# MLCS Laser gouded router plate #9098



## Dusty56 (Apr 20, 2008)

"not be able to use standard PC insert guides"

If you're using an "insert guide" , there's no need for the laser or the lights. : )
I've been looking at one of these , but keep wondering how long it will take to get gummed up or otherwise block the lights or laser cross hairs. 
Let us know after you use it for a couple months or so if any problems. 
Thanks and have a great weekend : )


----------



## a1Jim (Aug 9, 2008)

Thanks for the Review ,I thought about getting one when they where on sale too, I think I might have if I knew they had LED lights.


----------



## steffen707 (Feb 14, 2012)

did you buy it right from MLCS? its $60 now from their site.


----------



## Pete_Jud (Feb 15, 2008)

MLCS sent me an email ad a week and a half ago, with it on special for 45 bucks.

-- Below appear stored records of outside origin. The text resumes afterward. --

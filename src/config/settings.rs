use anyhow::Result;
use config::{Config, ConfigError, Environment, File};
use serde::{Deserialize, Serialize};
use std::env;

#[derive(Debug, Clone, Serialize, Deserialize, Default)]
pub struct Settings {
    #[serde(default)]
    pub generation: GenerationConfig,
    #[serde(default)]
    pub database: DatabaseConfig,
    #[serde(default)]
    pub memory: MemoryConfig,
}

#[derive(Debug, Clone, Serialize, Deserialize)]
pub struct GenerationConfig {
    /// Full URL of the generateContent endpoint, without the key parameter.
    pub endpoint_url: String,
    /// Outbound request timeout in milliseconds. A timeout surfaces as an
    /// endpoint error with no status code.
    pub timeout_ms: u64,
}

#[derive(Debug, Clone, Serialize, Deserialize)]
pub struct DatabaseConfig {
    pub path: String,
}

#[derive(Debug, Clone, Serialize, Deserialize)]
pub struct MemoryConfig {
    /// Fold the user's prior turns into every prompt. Off by default.
    pub include_history: bool,
    /// Most recent turns kept when history is included, so prompts never
    /// grow unboundedly with conversation length.
    pub window: usize,
}

impl Default for GenerationConfig {
    fn default() -> Self {
        Self {
            endpoint_url:
                "https://generativelanguage.googleapis.com/v1beta/models/gemini-2.0-flash:generateContent"
                    .to_string(),
            timeout_ms: 30_000,
        }
    }
}

impl Default for DatabaseConfig {
    fn default() -> Self {
        Self {
            path: "conversations.db".to_string(),
        }
    }
}

impl Default for MemoryConfig {
    fn default() -> Self {
        Self {
            include_history: false,
            window: 20,
        }
    }
}

impl Settings {
    pub fn new() -> Result<Self, ConfigError> {
        let config_env = env::var("CONFIG_ENV").unwrap_or_else(|_| "default".to_string());

        let config = Config::builder()
            .add_source(File::with_name(&format!("config/{}", config_env)).required(false))
            .add_source(Environment::with_prefix("APP").separator("__"))
            .build()?;

        config.try_deserialize()
    }

    pub fn api_key() -> Result<String> {
        env::var("GEMINI_API_KEY")
            .map_err(|_| anyhow::anyhow!("GEMINI_API_KEY environment variable not set"))
    }
}

#[cfg(test)]
mod tests {
    use super::*;

    #[test]
    fn defaults_are_bounded() {
        let settings = Settings::default();
        assert!(!settings.memory.include_history);
        assert_eq!(settings.memory.window, 20);
        assert!(settings.generation.timeout_ms > 0);
    }
}
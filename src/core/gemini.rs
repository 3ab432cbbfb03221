//! Generation endpoint client
//!
//! One HTTPS POST per `generate` call against a Gemini-style
//! `generateContent` endpoint. No retry, no backoff, no streaming; a bounded
//! timeout is applied and every failure comes back as an endpoint error.

use crate::config::GenerationConfig;
use crate::error::{ChatError, Result};
use reqwest::Client;
use serde::{Deserialize, Serialize};
use std::time::Duration;

#[derive(Debug, Serialize)]
struct GeneratePart {
    text: String,
}

#[derive(Debug, Serialize)]
struct GenerateContent {
    parts: Vec<GeneratePart>,
}

#[derive(Debug, Serialize)]
struct GenerateRequest {
    contents: Vec<GenerateContent>,
}

#[derive(Debug, Deserialize)]
struct GenerateResponse {
    #[serde(default)]
    candidates: Vec<Candidate>,
}

#[derive(Debug, Deserialize)]
struct Candidate {
    content: Option<CandidateContent>,
}

#[derive(Debug, Deserialize)]
struct CandidateContent {
    #[serde(default)]
    parts: Vec<CandidatePart>,
}

#[derive(Debug, Deserialize)]
struct CandidatePart {
    text: Option<String>,
}

impl GenerateRequest {
    fn single_turn(prompt: &str) -> Self {
        Self {
            contents: vec![GenerateContent {
                parts: vec![GeneratePart {
                    text: prompt.to_string(),
                }],
            }],
        }
    }
}

impl GenerateResponse {
    /// First candidate's first part text, if the shape carries one.
    fn first_text(self) -> Option<String> {
        self.candidates
            .into_iter()
            .next()
            .and_then(|c| c.content)
            .and_then(|c| c.parts.into_iter().next())
            .and_then(|p| p.text)
    }
}

pub struct GeminiClient {
    client: Client,
    endpoint_url: String,
    api_key: String,
}

impl GeminiClient {
    /// Builds the shared HTTP client once; endpoint and credential are fixed
    /// for the life of the process.
    pub fn new(config: &GenerationConfig, api_key: String) -> Result<Self> {
        let client = Client::builder()
            .timeout(Duration::from_millis(config.timeout_ms))
            .build()
            .map_err(|e| ChatError::Endpoint {
                status: None,
                body: format!("failed to construct HTTP client: {}", e),
            })?;
        Ok(Self {
            client,
            endpoint_url: config.endpoint_url.clone(),
            api_key,
        })
    }

    /// Send `prompt` as the sole content of a single-turn request and return
    /// the generated text. Exactly one request per call.
    pub async fn generate(&self, prompt: &str) -> Result<String> {
        let request = GenerateRequest::single_turn(prompt);

        let response = self
            .client
            .post(&self.endpoint_url)
            .query(&[("key", self.api_key.as_str())])
            .header("Content-Type", "application/json")
            .json(&request)
            .send()
            .await
            .map_err(|e| {
                tracing::warn!("[GeminiClient] Transport fault: {}", e);
                ChatError::Endpoint {
                    status: None,
                    body: e.to_string(),
                }
            })?;

        let status = response.status();
        if !status.is_success() {
            let body = response
                .text()
                .await
                .unwrap_or_else(|_| "Unknown error".to_string());
            tracing::warn!(
                "[GeminiClient] Endpoint returned status {}: {}",
                status,
                body
            );
            return Err(ChatError::Endpoint {
                status: Some(status.as_u16()),
                body,
            });
        }

        let parsed: GenerateResponse = response.json().await.map_err(|e| {
            tracing::warn!("[GeminiClient] Failed to decode response body: {}", e);
            ChatError::unexpected_format(status.as_u16())
        })?;

        match parsed.first_text() {
            Some(text) => Ok(text),
            None => {
                tracing::error!("[GeminiClient] Response carried no candidate text");
                Err(ChatError::unexpected_format(status.as_u16()))
            }
        }
    }
}
mod commands;

pub use commands::{Cli, Commands};
//! Conversation orchestration
//!
//! Resolves a character, assembles the prompt, calls the generation
//! endpoint, persists the resulting turn, and answers history queries.
//! Endpoint failures never abort the interaction: the caller always gets
//! text back, and nothing is persisted for a failed generation.

use crate::config::MemoryConfig;
use crate::core::gemini::GeminiClient;
use crate::error::{ChatError, Result};
use crate::prompt::build_prompt;
use crate::store::{Character, ChatStore, ConversationTurn, SessionSummary};
use std::sync::Arc;
use uuid::Uuid;

/// Outcome of one chat exchange. `text` is either the generated reply or a
/// human-readable endpoint-failure message.
#[derive(Debug, Clone)]
pub struct ChatReply {
    pub text: String,
    pub session_id: String,
}

pub struct ChatService {
    store: Arc<dyn ChatStore>,
    client: GeminiClient,
    memory: MemoryConfig,
}

impl ChatService {
    pub fn new(store: Arc<dyn ChatStore>, client: GeminiClient, memory: MemoryConfig) -> Self {
        Self {
            store,
            client,
            memory,
        }
    }

    /// One chat exchange with `character_name`. A missing `session_id` gets
    /// a fresh UUID, returned alongside the reply so the caller can keep the
    /// session going.
    pub async fn chat(
        &self,
        character_name: &str,
        user_input: &str,
        user_id: i64,
        session_id: Option<String>,
    ) -> Result<ChatReply> {
        let character = self
            .store
            .character_by_name(character_name)
            .await?
            .ok_or_else(|| ChatError::CharacterNotFound(character_name.to_string()))?;

        let session_id = session_id.unwrap_or_else(|| Uuid::new_v4().to_string());

        let prior_turns = if self.memory.include_history {
            let mut turns = self.store.turns_by_user(user_id).await?;
            // Keep only the newest turns so the prompt stays bounded.
            if turns.len() > self.memory.window {
                turns.drain(..turns.len() - self.memory.window);
            }
            turns
        } else {
            Vec::new()
        };

        let prompt = build_prompt(&character, &prior_turns, user_input);
        tracing::debug!(
            "[ChatService] Prompt for '{}' is {} chars ({} prior turns)",
            character_name,
            prompt.len(),
            prior_turns.len()
        );

        let generated = match self.client.generate(&prompt).await {
            Ok(text) => text,
            Err(e) => {
                // Failed generations are surfaced as text and not persisted.
                tracing::error!("[ChatService] Generation failed: {}", e);
                return Ok(ChatReply {
                    text: endpoint_failure_text(&e),
                    session_id,
                });
            }
        };

        self.store
            .append_turn(
                character.id,
                user_id,
                Some(&session_id),
                Some(user_input),
                &generated,
            )
            .await?;
        tracing::info!("[ChatService] Saved turn for session {}", session_id);

        Ok(ChatReply {
            text: generated,
            session_id,
        })
    }

    /// Formatted transcript of one session, or a descriptive sentinel when
    /// there is nothing to show.
    pub async fn history(&self, session_id: &str) -> Result<String> {
        if session_id.is_empty() {
            return Ok("No chat ID provided.".to_string());
        }

        let turns = self.store.turns_by_session(session_id).await?;
        if turns.is_empty() {
            return Ok("No chat history found for this ID.".to_string());
        }

        let character_name = self
            .store
            .character_by_id(turns[0].character_id)
            .await?
            .map(|c| c.name)
            .unwrap_or_else(|| "Unknown Character".to_string());

        let mut out = format!("Chat History with {} (ID: {}):\n\n", character_name, session_id);
        for turn in &turns {
            out.push_str(&format!(
                "[{}]\nUser: {}\nBot: {}\n\n",
                turn.timestamp.format("%Y-%m-%d %H:%M:%S"),
                turn.user_input.as_deref().unwrap_or(""),
                turn.bot_response
            ));
        }
        Ok(out)
    }

    /// Raw cross-session transcript for one user, ascending timestamp.
    pub async fn history_by_user(&self, user_id: i64) -> Result<Vec<ConversationTurn>> {
        self.store.turns_by_user(user_id).await
    }

    /// One summary row per stored session, newest first.
    pub async fn list_sessions(&self) -> Result<Vec<SessionSummary>> {
        self.store.session_summaries().await
    }

    pub async fn add_character(
        &self,
        name: &str,
        description: &str,
        prompt_template: &str,
    ) -> Result<Character> {
        self.store
            .create_character(name, description, prompt_template)
            .await
    }

    pub async fn list_characters(&self) -> Result<Vec<Character>> {
        self.store.list_characters().await
    }

    /// Insert the stock personas if absent. Idempotent; a name collision
    /// just means a prior run already seeded that persona.
    pub async fn seed_characters(&self) -> Result<()> {
        for (name, description, prompt_template) in STOCK_CHARACTERS {
            match self
                .store
                .create_character(name, description, prompt_template)
                .await
            {
                Ok(_) => tracing::info!("[ChatService] Seeded character '{}'", name),
                Err(ChatError::DuplicateName(_)) => {}
                Err(e) => return Err(e),
            }
        }
        Ok(())
    }
}

const STOCK_CHARACTERS: [(&str, &str, &str); 3] = [
    (
        "Chuck the Clown",
        "A funny clown who tells jokes and entertains.",
        "You are Chuck the Clown, always ready with a joke and entertainment. \
         Be upbeat, silly, and include jokes in your responses.",
    ),
    (
        "Sarcastic Pirate",
        "A pirate with a sharp tongue and a love for treasure.",
        "You are a Sarcastic Pirate, ready to share your tales of adventure. \
         Use pirate slang, be witty, sarcastic, and mention your love for \
         treasure and the sea.",
    ),
    (
        "Professor Sage",
        "A wise professor knowledgeable about many subjects.",
        "You are Professor Sage, sharing wisdom and knowledge. Be scholarly, \
         thoughtful, and provide educational information in your responses.",
    ),
];

/// Render an endpoint failure the way the UI reports it.
fn endpoint_failure_text(error: &ChatError) -> String {
    match error {
        ChatError::Endpoint {
            status: Some(code),
            body,
        } if !error.is_unexpected_format() => {
            format!(
                "An error occurred while generating content: {} - {}",
                code, body
            )
        }
        e if e.is_unexpected_format() => {
            "An error occurred while generating content: Unexpected response format.".to_string()
        }
        ChatError::Endpoint { status: None, body } => {
            format!("An unexpected error occurred: {}", body)
        }
        other => format!("An unexpected error occurred: {}", other),
    }
}

#[cfg(test)]
mod tests {
    use super::*;
    use crate::config::GenerationConfig;
    use crate::store::InMemoryStore;

    fn service_with_store() -> (ChatService, Arc<InMemoryStore>) {
        let store = Arc::new(InMemoryStore::new());
        // Unroutable endpoint; these tests never reach the network.
        let client = GeminiClient::new(
            &GenerationConfig {
                endpoint_url: "http://127.0.0.1:9".to_string(),
                timeout_ms: 100,
            },
            "test-key".to_string(),
        )
        .unwrap();
        let service = ChatService::new(store.clone(), client, MemoryConfig::default());
        (service, store)
    }

    #[tokio::test]
    async fn seeding_is_idempotent() {
        let (service, _) = service_with_store();
        service.seed_characters().await.unwrap();
        service.seed_characters().await.unwrap();
        assert_eq!(service.list_characters().await.unwrap().len(), 3);
    }

    #[tokio::test]
    async fn chat_with_unknown_character_is_typed_error() {
        let (service, store) = service_with_store();
        let err = service
            .chat("Nobody", "hi", 1, None)
            .await
            .unwrap_err();
        assert!(matches!(err, ChatError::CharacterNotFound(name) if name == "Nobody"));
        assert!(store.turns_by_user(1).await.unwrap().is_empty());
    }

    #[tokio::test]
    async fn transport_failure_returns_text_and_persists_nothing() {
        let (service, store) = service_with_store();
        service.seed_characters().await.unwrap();

        let reply = service
            .chat("Sarcastic Pirate", "hi", 1, Some("s-1".to_string()))
            .await
            .unwrap();
        assert!(reply.text.starts_with("An unexpected error occurred:"));
        assert_eq!(reply.session_id, "s-1");
        assert!(store.turns_by_session("s-1").await.unwrap().is_empty());
    }

    #[tokio::test]
    async fn history_sentinels() {
        let (service, _) = service_with_store();
        assert_eq!(service.history("").await.unwrap(), "No chat ID provided.");
        assert_eq!(
            service.history("missing").await.unwrap(),
            "No chat history found for this ID."
        );
    }

    #[tokio::test]
    async fn history_renders_transcript_in_order() {
        let (service, store) = service_with_store();
        service.seed_characters().await.unwrap();
        let character = store
            .character_by_name("Professor Sage")
            .await
            .unwrap()
            .unwrap();
        store
            .append_turn(character.id, 1, Some("s-9"), Some("first"), "one")
            .await
            .unwrap();
        store
            .append_turn(character.id, 1, Some("s-9"), Some("second"), "two")
            .await
            .unwrap();

        let transcript = service.history("s-9").await.unwrap();
        assert!(transcript.starts_with("Chat History with Professor Sage (ID: s-9):"));
        let first = transcript.find("User: first").unwrap();
        let second = transcript.find("User: second").unwrap();
        assert!(first < second);
    }

    #[test]
    fn failure_text_variants() {
        let status = ChatError::Endpoint {
            status: Some(500),
            body: "boom".to_string(),
        };
        assert_eq!(
            endpoint_failure_text(&status),
            "An error occurred while generating content: 500 - boom"
        );

        let format = ChatError::unexpected_format(200);
        assert_eq!(
            endpoint_failure_text(&format),
            "An error occurred while generating content: Unexpected response format."
        );

        let transport = ChatError::Endpoint {
            status: None,
            body: "connection refused".to_string(),
        };
        assert_eq!(
            endpoint_failure_text(&transport),
            "An unexpected error occurred: connection refused"
        );
    }
}
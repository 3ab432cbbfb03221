mod display;

pub use display::*;
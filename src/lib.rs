//! Personae - persona-based chat over a hosted text-generation endpoint
//!
//! Users pick a stored character (name, description, prompt template),
//! exchange turns with the generation endpoint, and browse history by
//! session or by user. All state lives in the persistence store; the
//! service, client, and settings are constructed once at startup and
//! passed by handle.

pub mod config;
pub mod core;
pub mod error;
pub mod prompt;
pub mod service;
pub mod store;

pub mod cli;
pub mod utils;

pub use config::Settings;
pub use core::gemini::GeminiClient;
pub use error::ChatError;
pub use service::{ChatReply, ChatService};
pub use store::{Character, ChatStore, ConversationTurn, SessionSummary, SqliteStore};
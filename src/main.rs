use anyhow::Result;
use clap::Parser;
use personae::cli::{Cli, Commands};
use personae::config::Settings;
use personae::{utils, ChatError, ChatService, GeminiClient, SqliteStore};
use std::sync::Arc;
use tokio::io::{self, AsyncBufReadExt, BufReader};

#[tokio::main]
async fn main() -> Result<()> {
    dotenvy::dotenv().ok();
    tracing_subscriber::fmt()
        .with_env_filter(tracing_subscriber::EnvFilter::from_default_env())
        .init();

    let settings = Settings::new()?;
    let api_key = Settings::api_key()?;

    let store = Arc::new(SqliteStore::open(&settings.database.path)?);
    let client = GeminiClient::new(&settings.generation, api_key)?;
    let service = ChatService::new(store, client, settings.memory.clone());

    service.seed_characters().await?;

    let cli = Cli::parse();
    match cli.command {
        Commands::Characters => handle_characters(&service).await,
        Commands::AddCharacter {
            name,
            description,
            prompt_template,
        } => handle_add_character(&service, name, description, prompt_template).await,
        Commands::Chat {
            character,
            message,
            user,
            session,
        } => handle_chat(&service, character, message, user, session).await,
        Commands::Interactive {
            character,
            user,
            session,
        } => handle_interactive(&service, character, user, session).await,
        Commands::History { session_id } => handle_history(&service, session_id).await,
        Commands::UserHistory { user_id } => handle_user_history(&service, user_id).await,
        Commands::Sessions => handle_sessions(&service).await,
    }
}

async fn handle_characters(service: &ChatService) -> Result<()> {
    let characters = service.list_characters().await?;
    utils::print_header("Characters");
    for character in characters {
        println!("{} - {}", character.name, character.description);
    }
    Ok(())
}

async fn handle_add_character(
    service: &ChatService,
    name: String,
    description: String,
    prompt_template: String,
) -> Result<()> {
    match service
        .add_character(&name, &description, &prompt_template)
        .await
    {
        Ok(character) => {
            utils::print_success(&format!(
                "Character '{}' added successfully!\nDescription: {}",
                character.name, character.description
            ));
        }
        Err(ChatError::DuplicateName(name)) => {
            utils::print_error(&format!("Character '{}' already exists!", name));
        }
        Err(e) => utils::print_error(&format!("An error occurred while adding the character: {}", e)),
    }
    Ok(())
}

async fn handle_chat(
    service: &ChatService,
    character: String,
    message: String,
    user: i64,
    session: Option<String>,
) -> Result<()> {
    match service.chat(&character, &message, user, session).await {
        Ok(reply) => {
            utils::print_info(&format!("Session: {}", reply.session_id));
            println!("\n{}", reply.text);
        }
        Err(ChatError::CharacterNotFound(_)) => utils::print_error("Character not found."),
        Err(e) => utils::print_error(&format!("An unexpected error occurred: {}", e)),
    }
    Ok(())
}

async fn handle_interactive(
    service: &ChatService,
    character: String,
    user: i64,
    session: Option<String>,
) -> Result<()> {
    utils::print_header(&format!("Chatting with {}", character));
    utils::print_info("Type your messages (Ctrl+C to exit)\n");

    let mut session = session;
    let stdin = io::stdin();
    let mut reader = BufReader::new(stdin);

    loop {
        utils::print_prompt("You: ");
        let mut input = String::new();
        if reader.read_line(&mut input).await? == 0 {
            break;
        }

        let input = input.trim();
        if input.is_empty() {
            continue;
        }

        match service.chat(&character, input, user, session.clone()).await {
            Ok(reply) => {
                if session.is_none() {
                    utils::print_info(&format!("Session: {}", reply.session_id));
                }
                session = Some(reply.session_id.clone());
                println!("{}: {}\n", character, reply.text);
            }
            Err(ChatError::CharacterNotFound(_)) => {
                utils::print_error("Character not found.");
                break;
            }
            Err(e) => utils::print_error(&format!("An unexpected error occurred: {}", e)),
        }
    }

    Ok(())
}

async fn handle_history(service: &ChatService, session_id: String) -> Result<()> {
    let transcript = service.history(&session_id).await?;
    println!("{}", transcript);
    Ok(())
}

async fn handle_user_history(service: &ChatService, user_id: i64) -> Result<()> {
    let turns = service.history_by_user(user_id).await?;
    if turns.is_empty() {
        utils::print_info("No conversations found for this user.");
        return Ok(());
    }
    utils::print_header(&format!("History for user {}", user_id));
    for turn in &turns {
        utils::print_turn(turn);
    }
    Ok(())
}

async fn handle_sessions(service: &ChatService) -> Result<()> {
    let summaries = service.list_sessions().await?;
    if summaries.is_empty() {
        utils::print_info("No sessions stored yet.");
        return Ok(());
    }
    utils::print_header("Sessions");
    for summary in &summaries {
        println!(
            "{}  {}  {}  {} turn(s)",
            summary.session_id,
            summary.character_name,
            summary.first_timestamp.format("%Y-%m-%d %H:%M:%S"),
            summary.turn_count
        );
    }
    Ok(())
}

I am on their email mailing list, and it seems that they send me a "special deal" every week or so. It might have been a coupon but can't be sure, as I have deleted the ad, and can't recall.


----------



## Dusty56 (Apr 20, 2008)

http://www.mlcswoodworking.com/shopsite_sc/store/ec120222.html


----------



## NormG (Mar 5, 2010)

Wonderful tool purchase


----------